- This event has passed.
Thesis Defence: Spline Gaussian Cluster-Weighted Models
October 31 at 10:00 am - 2:00 pm

Ling Xue, supervised by Dr. John Thompson, will defend their thesis titled “Spline Gaussian Cluster-Weighted Models” in partial fulfillment of the requirements for the degree of Master of Science in Mathematics.
An abstract for Ling Xue’s thesis is included below.
Defences are open to all members of the campus community as well as the general public. Registration is not required for in-person defences.
Abstract
Cluster-weighted models (CWMs) are a class of finite mixture models that jointly model the distribution of covariates and the conditional distribution of a response variable given those covariates. They are effective in uncovering latent subpopulations where both the marginal covariate structure and the regression relationship vary across clusters. However, standard Gaussian CWMs require specifying a parametric regression form within each cluster, limiting their ability to capture nonlinear relationships commonly observed in practice.
To address this limitation, we propose a spline-based extension of the Gaussian CWM that uses B-spline functions to model the within-cluster regression structure. A roughness penalty on the spline coefficients is introduced to control smoothness and prevent overfitting, and this penalization is incorporated into estimation through a fully unsupervised Expectation– Maximization (EM) algorithm. The EM procedure updates spline coefficients via weighted penalized least squares while estimating variance and mixing proportions. In addition, we introduce a mixed-type kernel spline Gaussian CWM that extends the framework to datasets with both continuous and categorical covariates. Although not empirically evaluated here, the model is fully formulated, and an EM-based estimation scheme is provided.

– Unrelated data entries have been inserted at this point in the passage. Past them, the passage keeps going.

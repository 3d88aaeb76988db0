//! Analysis runner: the audit orchestrator.
//!
//! A run goes through four phases, strictly sequentially:
//!
//! 1. `initialize` every analyzer and fixer
//! 2. organization pass (reported, never remediated)
//! 3. repository pass: page through repositories, skip archived ones, derive
//!    metadata from topics and concatenate the issues of every analyzer
//! 4. remediation: route each issue to its fixer and record the outcome
//!
//! Errors in phases 1-3 abort the run. Errors raised by a fixer are caught
//! and recorded as `NotFixed`, so one failing repository never stops the rest.

use std::sync::Arc;
use std::time::Instant;

use futures::TryStreamExt;
use tracing::Instrument;

use crate::analyzers::{OrganizationAnalyzer, RepositoryAnalyzer};
use crate::fix::FixResult;
use crate::fixers::FixerRegistry;
use crate::gateway::{self, PlatformGateway};
use crate::issue::{OrganizationIssue, RepositoryIssue};
use crate::metadata::RepositoryMetadata;
use crate::metrics::METRICS;
use crate::obs;
use crate::report::{IssueOutcome, RepositoryReport, RunReport};
use crate::Result;

pub const NO_FIXER_MESSAGE: &str = "No fixer found for issue";
pub const DRY_RUN_MESSAGE: &str = "fixes disabled (dry run)";
pub const DEFAULT_PAGE_SIZE: u32 = 100;

#[derive(Debug, Clone, Copy, PartialEq, Eq)]
pub struct RunOptions {
    /// When `false`, every issue is reported `NotFixed` without calling a fixer.
    pub apply_fixes: bool,
    pub page_size: u32,
}

impl Default for RunOptions {
    fn default() -> Self {
        Self {
            apply_fixes: true,
            page_size: DEFAULT_PAGE_SIZE,
        }
    }
}

pub struct AnalysisRunner {
    gateway: Arc<dyn PlatformGateway>,
    organization_analyzers: Vec<Box<dyn OrganizationAnalyzer>>,
    repository_analyzers: Vec<Box<dyn RepositoryAnalyzer>>,
    fixers: FixerRegistry,
    options: RunOptions,
}

impl AnalysisRunner {
    pub fn new(gateway: Arc<dyn PlatformGateway>, options: RunOptions) -> Self {
        Self {
            gateway,
            organization_analyzers: Vec::new(),
            repository_analyzers: Vec::new(),
            fixers: FixerRegistry::new(),
            options,
        }
    }

    pub fn with_organization_analyzer(mut self, analyzer: impl OrganizationAnalyzer + 'static) -> Self {
        self.organization_analyzers.push(Box::new(analyzer));
        self
    }

    pub fn with_repository_analyzer(mut self, analyzer: impl RepositoryAnalyzer + 'static) -> Self {
        self.repository_analyzers.push(Box::new(analyzer));
        self
    }

    pub fn with_fixers(mut self, fixers: FixerRegistry) -> Self {
        self.fixers = fixers;
        self
    }

    /// Run the whole audit and return its report.
    pub async fn run(&mut self) -> Result<RunReport> {
        let span = obs::run_span(self.gateway.organization());
        self.run_phases().instrument(span).await
    }

    async fn run_phases(&mut self) -> Result<RunReport> {
        let started = Instant::now();
        let organization = self.gateway.organization().to_string();

        self.initialize().await?;
        obs::emit_run_started(
            &organization,
            self.organization_analyzers.len() + self.repository_analyzers.len(),
            self.fixers.len(),
            self.options.apply_fixes,
        );

        let mut report = RunReport::new(organization.clone());
        report.organization_issues = self.analyze_organization().await?;

        let analyzed = self.analyze_repositories().await?;
        for (metadata, issues) in analyzed {
            let mut outcomes = Vec::with_capacity(issues.len());
            for issue in issues {
                let result = self.dispatch(&issue, &metadata).await;
                outcomes.push(IssueOutcome {
                    title: issue.title(),
                    issue,
                    result,
                });
            }
            report.repositories.push(RepositoryReport {
                metadata,
                issues: outcomes,
            });
        }

        let summary = report.summary();
        obs::emit_run_finished(
            &organization,
            started.elapsed().as_millis() as u64,
            summary.repositories,
            summary.total_issues,
            summary.fixed,
        );
        METRICS.flush();
        Ok(report)
    }

    async fn initialize(&mut self) -> Result<()> {
        for analyzer in &mut self.repository_analyzers {
            tracing::debug!(analyzer = analyzer.name(), "initializing analyzer");
            analyzer.initialize().await?;
        }
        for analyzer in &mut self.organization_analyzers {
            tracing::debug!(analyzer = analyzer.name(), "initializing analyzer");
            analyzer.initialize().await?;
        }
        self.fixers.initialize().await
    }

    async fn analyze_organization(&self) -> Result<Vec<OrganizationIssue>> {
        let mut issues = Vec::new();
        for analyzer in &self.organization_analyzers {
            issues.extend(analyzer.analyze().await?);
        }
        Ok(issues)
    }

    async fn analyze_repositories(&self) -> Result<Vec<(RepositoryMetadata, Vec<RepositoryIssue>)>> {
        let mut analyzed = Vec::new();
        let pages = gateway::organization_repositories(self.gateway.as_ref(), self.options.page_size);
        futures::pin_mut!(pages);

        while let Some(page) = pages.try_next().await? {
            for repository in page {
                if repository.archived {
                    tracing::debug!(repository = %repository.full_name, "skipping archived repository");
                    continue;
                }
                let topics = self.gateway.repository_topics(&repository).await?;
                let metadata = RepositoryMetadata::derive(repository, &topics);
                let issues = self.analyze_repository(&metadata).await?;
                analyzed.push((metadata, issues));
            }
        }
        Ok(analyzed)
    }

    /// Concatenated issues of every repository analyzer, in registration order.
    pub async fn analyze_repository(&self, metadata: &RepositoryMetadata) -> Result<Vec<RepositoryIssue>> {
        let mut issues = Vec::new();
        for analyzer in &self.repository_analyzers {
            issues.extend(analyzer.analyze(metadata).await?);
        }
        METRICS.inc_repositories_analyzed();
        METRICS.add_issues_found(issues.len() as u64);
        obs::emit_repository_analyzed(metadata.full_name(), issues.len());
        Ok(issues)
    }

    /// Route `issue` to its fixer. Never fails.
    pub async fn dispatch(&self, issue: &RepositoryIssue, metadata: &RepositoryMetadata) -> FixResult {
        if !self.options.apply_fixes {
            return FixResult::not_fixed(DRY_RUN_MESSAGE);
        }
        let kind = issue.kind();
        let Some(fixer) = self.fixers.fixer_for(kind) else {
            return FixResult::not_fixed(NO_FIXER_MESSAGE);
        };

        METRICS.inc_fixes_attempted();
        let result = match fixer.fix(issue, metadata).await {
            Ok(result) => result,
            Err(err) => {
                obs::emit_fix_failed(metadata.full_name(), kind, &err);
                FixResult::not_fixed(format!("Error occurred during fix: {err}"))
            }
        };
        obs::emit_fix_applied(metadata.full_name(), kind, &result);
        result
    }
}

We evaluate the spline-based model using simulated and real datasets that capture a range of cluster-specific relationships with varying degrees of overlap and noise. The results indicate that polynomial Gaussian CWMs perform well when the regression structure is globally simple, such as in the Linear Crossover and the real NPreg dataset, where quadratic polynomials recover the generating form effectively. Spline Gaussian CWMs provide greater flexibility in settings with local nonlinearities, such as the Nonlinear Single and Double Crossover datasets, where they align better with the true group-wise regression functions. Penalized spline CWMs show the most stable performance, mitigating overfitting in challenging cases such as the Parallel and Half-Overlapping datasets, and offering improved classification accuracy relative to unpenalized splines. On fluctuating designs, spline-based approaches capture localized variation better than high-degree polynomials, which risk instability at boundaries.
Overall, this thesis develops nonparametric extensions of Gaussian CWMs by integrating spline regression, penalization, and kernel-based methods. These extensions broaden the applicability of CWMs to complex data structures and provide a foundation for future work on mixed-type and nonparametric mixture modelling.